08/10/2023 La Russie, « Etat-civilisation »

Vladimir Poutine prend plus souvent la parole que ne le rapportent les médias occidentaux. Le thème principal qui l’inspire consiste à opposer la Russie, « Etat-civilisation » à un Occident , représenté par les Etats-Unis , seulement intéressé par des guerres incessantes visant à s’approprier les ressources des autres Etats et en faire politiquement de véritables colonies.

Avec la guerre en Ukraine, la confrontation idéologique entre la Russie Etat-civilisation et un Occident accusé de vouloir lui imposer des valeurs qui lui sont étrangères, atteint son paroxysme.

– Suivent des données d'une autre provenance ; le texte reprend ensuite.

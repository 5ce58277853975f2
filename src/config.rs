use crate::query::executor::CacheFailurePolicy;
use crate::transport::http::DEFAULT_API_BASE_URL;
use serde::Deserialize;
use std::path::Path;

/// Application configuration loaded from environment variables or TOML file.
#[derive(Debug, Clone, Deserialize)]
pub struct Config {
    #[serde(default = "default_host")]
    pub host: String,
    #[serde(default = "default_port")]
    pub port: u16,
    /// Analytics view (profile) queried by default.
    #[serde(default)]
    pub view_id: String,
    /// Lifetime of cached report responses in minutes. 0 = no caching.
    #[serde(default = "default_cache_lifetime_minutes")]
    pub cache_lifetime_minutes: u64,
    /// What to do when the cache store fails (default: fail the request).
    #[serde(default)]
    pub cache_failure_policy: CacheFailurePolicy,
    /// Interval between sweeps of expired cache entries, in seconds.
    #[serde(default = "default_cache_cleanup_interval_secs")]
    pub cache_cleanup_interval_secs: u64,
    /// Reporting API endpoint.
    #[serde(default = "default_api_base_url")]
    pub api_base_url: String,
    /// Bearer token forwarded to the reporting API. Obtaining and refreshing
    /// it is left to the deployment.
    #[serde(default)]
    pub access_token: Option<String>,
    /// Timeout for a single reporting API request, in seconds.
    #[serde(default = "default_request_timeout_secs")]
    pub request_timeout_secs: u64,
    /// Dashboard origin for CORS restrictions on report routes.
    /// If not set, report routes allow any origin.
    #[serde(default)]
    pub dashboard_origin: Option<String>,
}

fn default_host() -> String {
    "0.0.0.0".to_string()
}

const fn default_port() -> u16 {
    8000
}

const fn default_cache_lifetime_minutes() -> u64 {
    60 * 24
}

const fn default_cache_cleanup_interval_secs() -> u64 {
    300
}

fn default_api_base_url() -> String {
    DEFAULT_API_BASE_URL.to_string()
}

const fn default_request_timeout_secs() -> u64 {
    30
}

impl Default for Config {
    fn default() -> Self {
        Self {
            host: default_host(),
            port: default_port(),
            view_id: String::new(),
            cache_lifetime_minutes: default_cache_lifetime_minutes(),
            cache_failure_policy: CacheFailurePolicy::default(),
            cache_cleanup_interval_secs: default_cache_cleanup_interval_secs(),
            api_base_url: default_api_base_url(),
            access_token: None,
            request_timeout_secs: default_request_timeout_secs(),
            dashboard_origin: None,
        }
    }
}

impl Config {
    /// Load configuration from a TOML file, falling back to defaults.
    ///
    /// Environment variables override file values:
    /// - `MALLARD_HOST` → host
    /// - `MALLARD_PORT` → port
    /// - `MALLARD_VIEW_ID` → view_id
    /// - `MALLARD_CACHE_LIFETIME` → cache_lifetime_minutes
    /// - `MALLARD_CACHE_FAILURE_POLICY` → cache_failure_policy (`fail` or `degrade`)
    /// - `MALLARD_CACHE_CLEANUP_INTERVAL` → cache_cleanup_interval_secs
    /// - `MALLARD_API_BASE_URL` → api_base_url
    /// - `MALLARD_ACCESS_TOKEN` → access_token
    /// - `MALLARD_REQUEST_TIMEOUT` → request_timeout_secs
    /// - `MALLARD_DASHBOARD_ORIGIN` → dashboard_origin
    pub fn load(config_path: Option<&Path>) -> Self {
        let mut config =
            config_path.map_or_else(Self::default, |path| match std::fs::read_to_string(path) {
                Ok(contents) => toml::from_str(&contents).unwrap_or_else(|e| {
                    tracing::warn!("Failed to parse config file: {e}, using defaults");
                    Self::default()
                }),
                Err(e) => {
                    tracing::warn!("Failed to read config file: {e}, using defaults");
                    Self::default()
                }
            });

        // Environment variable overrides
        if let Ok(host) = std::env::var("MALLARD_HOST") {
            config.host = host;
        }
        if let Ok(port) = std::env::var("MALLARD_PORT") {
            if let Ok(p) = port.parse() {
                config.port = p;
            }
        }
        if let Ok(view_id) = std::env::var("MALLARD_VIEW_ID") {
            config.view_id = view_id;
        }
        if let Ok(val) = std::env::var("MALLARD_CACHE_LIFETIME") {
            if let Ok(m) = val.parse() {
                config.cache_lifetime_minutes = m;
            }
        }
        if let Ok(val) = std::env::var("MALLARD_CACHE_FAILURE_POLICY") {
            match val.parse() {
                Ok(policy) => config.cache_failure_policy = policy,
                Err(e) => tracing::warn!("Ignoring MALLARD_CACHE_FAILURE_POLICY: {e}"),
            }
        }
        if let Ok(val) = std::env::var("MALLARD_CACHE_CLEANUP_INTERVAL") {
            if let Ok(i) = val.parse() {
                config.cache_cleanup_interval_secs = i;
            }
        }
        if let Ok(url) = std::env::var("MALLARD_API_BASE_URL") {
            config.api_base_url = url;
        }
        if let Ok(token) = std::env::var("MALLARD_ACCESS_TOKEN") {
            config.access_token = Some(token);
        }
        if let Ok(val) = std::env::var("MALLARD_REQUEST_TIMEOUT") {
            if let Ok(t) = val.parse() {
                config.request_timeout_secs = t;
            }
        }
        if let Ok(origin) = std::env::var("MALLARD_DASHBOARD_ORIGIN") {
            config.dashboard_origin = Some(origin);
        }

        config
    }
}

Ceci conduit Vladimir Poutine à magnifier la Russie et refuser son assimilation par un Occident qui ne représente aucun des idéaux qui sont les siens.

Il en résulte que la population russe profonde qui comprend semble-il dans sa majorité ce message, continue à accepter les morts et les privations résultant de cette guerre.

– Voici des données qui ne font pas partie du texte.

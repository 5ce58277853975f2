use serde::{Deserialize, Serialize};
use std::collections::BTreeMap;

/// Comma-separated list of metric identifiers, e.g. `ga:users,ga:pageviews`.
#[derive(Debug, Clone, PartialEq, Eq, Hash, Serialize, Deserialize)]
#[serde(transparent)]
pub struct Metrics(String);

impl Metrics {
    pub fn as_str(&self) -> &str {
        &self.0
    }
}

impl From<&str> for Metrics {
    fn from(metrics: &str) -> Self {
        Self(metrics.to_string())
    }
}

impl From<String> for Metrics {
    fn from(metrics: String) -> Self {
        Self(metrics)
    }
}

impl From<&[&str]> for Metrics {
    fn from(metrics: &[&str]) -> Self {
        Self(metrics.join(","))
    }
}

impl<const N: usize> From<[&str; N]> for Metrics {
    fn from(metrics: [&str; N]) -> Self {
        Self(metrics.join(","))
    }
}

impl From<Vec<String>> for Metrics {
    fn from(metrics: Vec<String>) -> Self {
        Self(metrics.join(","))
    }
}

impl std::fmt::Display for Metrics {
    fn fmt(&self, f: &mut std::fmt::Formatter<'_>) -> std::fmt::Result {
        f.write_str(&self.0)
    }
}

/// A single query option value. The reporting API accepts strings and integers.
#[derive(Debug, Clone, PartialEq, Eq, Hash, Serialize, Deserialize)]
#[serde(untagged)]
pub enum OptionValue {
    Number(i64),
    Text(String),
}

impl std::fmt::Display for OptionValue {
    fn fmt(&self, f: &mut std::fmt::Formatter<'_>) -> std::fmt::Result {
        match self {
            Self::Number(n) => write!(f, "{n}"),
            Self::Text(s) => f.write_str(s),
        }
    }
}

impl From<&str> for OptionValue {
    fn from(value: &str) -> Self {
        Self::Text(value.to_string())
    }
}

impl From<String> for OptionValue {
    fn from(value: String) -> Self {
        Self::Text(value)
    }
}

impl From<i64> for OptionValue {
    fn from(value: i64) -> Self {
        Self::Number(value)
    }
}

impl From<usize> for OptionValue {
    fn from(value: usize) -> Self {
        Self::Number(i64::try_from(value).unwrap_or(i64::MAX))
    }
}

/// Extra query parameters (dimensions, sort order, max-results, filters).
///
/// Keys are kept sorted so that the same set of options always serializes
/// identically regardless of insertion order.
#[derive(Debug, Clone, Default, PartialEq, Eq, Hash, Serialize, Deserialize)]
#[serde(transparent)]
pub struct QueryOptions(BTreeMap<String, OptionValue>);

impl QueryOptions {
    pub fn new() -> Self {
        Self::default()
    }

    /// Set an arbitrary option, replacing any previous value.
    #[must_use]
    pub fn with(mut self, name: impl Into<String>, value: impl Into<OptionValue>) -> Self {
        self.insert(name, value);
        self
    }

    pub fn insert(&mut self, name: impl Into<String>, value: impl Into<OptionValue>) {
        self.0.insert(name.into(), value.into());
    }

    #[must_use]
    pub fn dimensions(self, dimensions: &str) -> Self {
        self.with("dimensions", dimensions)
    }

    #[must_use]
    pub fn sort(self, sort: &str) -> Self {
        self.with("sort", sort)
    }

    #[must_use]
    pub fn max_results(self, max_results: usize) -> Self {
        self.with("max-results", max_results)
    }

    pub fn get(&self, name: &str) -> Option<&OptionValue> {
        self.0.get(name)
    }

    pub fn iter(&self) -> impl Iterator<Item = (&str, &OptionValue)> {
        self.0.iter().map(|(k, v)| (k.as_str(), v))
    }

    pub fn len(&self) -> usize {
        self.0.len()
    }

    pub fn is_empty(&self) -> bool {
        self.0.is_empty()
    }
}

impl<K: Into<String>, V: Into<OptionValue>> FromIterator<(K, V)> for QueryOptions {
    fn from_iter<I: IntoIterator<Item = (K, V)>>(iter: I) -> Self {
        Self(
            iter.into_iter()
                .map(|(k, v)| (k.into(), v.into()))
                .collect(),
        )
    }
}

Dans sa brève intervention prononcée le 22 août 2022 à l’occasion de la « journée du drapeau« , Vladimir Poutine a souligne que cet emblème « symbolise notre foi dans les valeurs traditionnelles auxquelles nous ne renoncerons jamais ». « Le désir de vivre selon notre volonté, de choisir notre propre voie et de la suivre, est désormais constitutif du code génétique de notre peuple« . Cette notion de code est présente depuis longtemps dans son discours. En janvier 2012, alors que beaucoup d’opposants contestent son retour au Kremlin, Poutine a évoqué, dans une tribune consacrée à la « question nationale« , l’identité russe, caractérisée par un « autre code culturel« , que « l’on a tenté et que l’on tente de casser » et qu’il faut donc « préserver, renforcer et nourrir« . 

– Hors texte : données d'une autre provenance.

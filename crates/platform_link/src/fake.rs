//! In-memory session library for tests and offline rehearsal.
//!
//! Every `open` creates a [`FakeSessionHandle`] that records the calls made on
//! it; lifecycle events are injected with [`FakeSessionHandle::emit`].

use std::sync::{
    atomic::{AtomicUsize, Ordering},
    Arc, Mutex as StdMutex, PoisonError,
};

use anyhow::{anyhow, Result};
use async_trait::async_trait;
use shared::domain::{Jid, PhoneNumber};
use tokio::sync::{mpsc, Mutex};

use crate::{
    LifecycleEvent, OpenedSession, OutboundPayload, SessionHandle, SessionLibrary,
    SessionOpenRequest,
};

const DEFAULT_PAIRING_CODE: &str = "ABCD-1234";

#[derive(Clone)]
pub struct FakeSessionLibrary {
    inner: Arc<FakeLibraryState>,
}

struct FakeLibraryState {
    open_calls: AtomicUsize,
    open_requests: Mutex<Vec<SessionOpenRequest>>,
    sessions: Mutex<Vec<Arc<FakeSessionHandle>>>,
    pairing_code: Mutex<String>,
    fail_next_open: Mutex<Option<String>>,
    fail_pairing: Mutex<Option<String>>,
}

impl FakeSessionLibrary {
    pub fn new() -> Self {
        Self {
            inner: Arc::new(FakeLibraryState {
                open_calls: AtomicUsize::new(0),
                open_requests: Mutex::new(Vec::new()),
                sessions: Mutex::new(Vec::new()),
                pairing_code: Mutex::new(DEFAULT_PAIRING_CODE.to_string()),
                fail_next_open: Mutex::new(None),
                fail_pairing: Mutex::new(None),
            }),
        }
    }

    pub async fn set_pairing_code(&self, code: impl Into<String>) {
        *self.inner.pairing_code.lock().await = code.into();
    }

    pub async fn fail_next_open(&self, message: impl Into<String>) {
        *self.inner.fail_next_open.lock().await = Some(message.into());
    }

    /// Pairing-code requests on sessions opened afterwards fail with `message`.
    pub async fn fail_pairing(&self, message: impl Into<String>) {
        *self.inner.fail_pairing.lock().await = Some(message.into());
    }

    pub fn open_count(&self) -> usize {
        self.inner.open_calls.load(Ordering::SeqCst)
    }

    pub async fn open_requests(&self) -> Vec<SessionOpenRequest> {
        self.inner.open_requests.lock().await.clone()
    }

    pub async fn last_session(&self) -> Option<Arc<FakeSessionHandle>> {
        self.inner.sessions.lock().await.last().cloned()
    }
}

impl Default for FakeSessionLibrary {
    fn default() -> Self {
        Self::new()
    }
}

#[async_trait]
impl SessionLibrary for FakeSessionLibrary {
    async fn open(&self, request: SessionOpenRequest) -> Result<OpenedSession> {
        self.inner.open_calls.fetch_add(1, Ordering::SeqCst);
        self.inner.open_requests.lock().await.push(request);

        if let Some(message) = self.inner.fail_next_open.lock().await.take() {
            return Err(anyhow!(message));
        }

        let (events_tx, events_rx) = mpsc::unbounded_channel();
        let handle = Arc::new(FakeSessionHandle {
            events: StdMutex::new(Some(events_tx)),
            pairing_code: self.inner.pairing_code.lock().await.clone(),
            pairing_failure: self.inner.fail_pairing.lock().await.clone(),
            pairing_requests: Mutex::new(Vec::new()),
            sent: Mutex::new(Vec::new()),
            logout_calls: AtomicUsize::new(0),
            end_calls: AtomicUsize::new(0),
        });
        self.inner.sessions.lock().await.push(Arc::clone(&handle));

        Ok(OpenedSession {
            handle,
            events: events_rx,
        })
    }
}

pub struct FakeSessionHandle {
    events: StdMutex<Option<mpsc::UnboundedSender<LifecycleEvent>>>,
    pairing_code: String,
    pairing_failure: Option<String>,
    pairing_requests: Mutex<Vec<PhoneNumber>>,
    sent: Mutex<Vec<(Jid, OutboundPayload)>>,
    logout_calls: AtomicUsize,
    end_calls: AtomicUsize,
}

impl FakeSessionHandle {
    /// Returns `false` once the orchestrator stopped listening to this session.
    pub fn emit(&self, event: LifecycleEvent) -> bool {
        self.events
            .lock()
            .unwrap_or_else(PoisonError::into_inner)
            .as_ref()
            .is_some_and(|events| events.send(event).is_ok())
    }

    /// Ends the event stream without a `Closed` event, like a library that crashed.
    pub fn hang_up(&self) {
        self.events
            .lock()
            .unwrap_or_else(PoisonError::into_inner)
            .take();
    }

    pub async fn pairing_requests(&self) -> Vec<PhoneNumber> {
        self.pairing_requests.lock().await.clone()
    }

    pub async fn sent(&self) -> Vec<(Jid, OutboundPayload)> {
        self.sent.lock().await.clone()
    }

    pub fn logout_count(&self) -> usize {
        self.logout_calls.load(Ordering::SeqCst)
    }

    pub fn end_count(&self) -> usize {
        self.end_calls.load(Ordering::SeqCst)
    }
}

#[async_trait]
impl SessionHandle for FakeSessionHandle {
    async fn request_pairing_code(&self, phone: &PhoneNumber) -> Result<String> {
        self.pairing_requests.lock().await.push(phone.clone());
        match &self.pairing_failure {
            Some(message) => Err(anyhow!(message.clone())),
            None => Ok(self.pairing_code.clone()),
        }
    }

    async fn send(&self, jid: &Jid, payload: OutboundPayload) -> Result<()> {
        self.sent.lock().await.push((jid.clone(), payload));
        Ok(())
    }

    async fn logout(&self) -> Result<()> {
        self.logout_calls.fetch_add(1, Ordering::SeqCst);
        Ok(())
    }

    async fn end(&self) -> Result<()> {
        self.end_calls.fetch_add(1, Ordering::SeqCst);
        Ok(())
    }
}

#[cfg(test)]
mod tests {
    use std::path::PathBuf;

    use super::*;

    fn open_request() -> SessionOpenRequest {
        SessionOpenRequest {
            session_dir: PathBuf::from("auth_info"),
            credentials: None,
        }
    }

    #[tokio::test]
    async fn records_open_calls_and_forwards_injected_events() {
        let library = FakeSessionLibrary::new();
        let mut opened = library.open(open_request()).await.expect("open");
        assert_eq!(library.open_count(), 1);

        let session = library.last_session().await.expect("session");
        assert!(session.emit(LifecycleEvent::SyncComplete));
        assert_eq!(
            opened.events.recv().await,
            Some(LifecycleEvent::SyncComplete)
        );

        drop(opened);
        assert!(!session.emit(LifecycleEvent::SyncComplete));
    }

    #[tokio::test]
    async fn hang_up_ends_the_event_stream() {
        let library = FakeSessionLibrary::new();
        let mut opened = library.open(open_request()).await.expect("open");
        let session = library.last_session().await.expect("session");

        assert!(session.emit(LifecycleEvent::Connecting));
        session.hang_up();

        assert_eq!(opened.events.recv().await, Some(LifecycleEvent::Connecting));
        assert_eq!(opened.events.recv().await, None);
        assert!(!session.emit(LifecycleEvent::SyncComplete));
    }

    #[tokio::test]
    async fn failing_open_still_counts_as_an_attempt() {
        let library = FakeSessionLibrary::new();
        library.fail_next_open("handshake refused").await;

        assert!(library.open(open_request()).await.is_err());
        assert!(library.open(open_request()).await.is_ok());
        assert_eq!(library.open_count(), 2);
    }

    #[tokio::test]
    async fn records_pairing_requests_and_sends() {
        let library = FakeSessionLibrary::new();
        library.set_pairing_code("WXYZ-9876").await;
        let opened = library.open(open_request()).await.expect("open");
        let phone = PhoneNumber::parse("6281234567").expect("phone");

        let code = opened
            .handle
            .request_pairing_code(&phone)
            .await
            .expect("code");
        assert_eq!(code, "WXYZ-9876");

        opened
            .handle
            .send(&Jid::for_phone(&phone), OutboundPayload::Text("hi".into()))
            .await
            .expect("send");

        let session = library.last_session().await.expect("session");
        assert_eq!(session.pairing_requests().await, vec![phone]);
        assert_eq!(session.sent().await.len(), 1);
    }
}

L’idée d’une Russie « État-civilisation » est abondamment propagée ces dernières années par le discours officiel. Dans un entretien, diffusé en mai 2020, Vladimir Poutine parle de la Russie, « non seulement comme un pays, mais comme une civilisation distincte grâce à ses riches traditions, à son caractère multiethnique, à ses nombreuses cultures et confessions« . C’est également en mai 2020 que Nikolaï Patrouchev, secrétaire du conseil de Sécurité de Russie, a dans une longue interview, souligné l’importance de la réforme constitutionnelle, qui renforce les pouvoirs du Kremlin et qui « ouvre une nouvelle page dans l’histoire de l’État russe« . 

Dans un article intitulé « la solitude du sang-mêlé« , publié il y a quatre ans, Vladislav Sourkov, ancien conseiller  du Kremlin, explique que l’année 2014 marque « la fin du cheminement épique de la Russie vers l’Occident, la fin des tentatives répétées et invariablement vouées à l’échec de devenir partie de la civilisation occidentale« . Le conflit avec l’Ukraine a provoqué un tournant dans la perception de la Russie comme puissance européenne, il a mis fin à ses deux grands projets géopolitiques (« grande Europe » et « grande Eurasie« ), et la conduit au repli, explique l’historien Igor Torbakov. D’où le regain d’intérêt pour Vadim Tsymboursky, auteur en 1993 d’un ouvrage de référence, « l’île Russie« , dans lequel il se fait l’avocat d’une Russie insulaire.

Il faut reconnaître qu’aux Etats-Unis, les élites dirigeantes du parti républicain comme du parti démocrate, ne font rien pour mettre en valeur l’Etat-civilisation américain, pour reprendre termes de Vladimir Poutine. Dans les Etats européens, pour ce qui les concerne, le spectacle donné par Washington ne représente en rien un exemple de civilisation.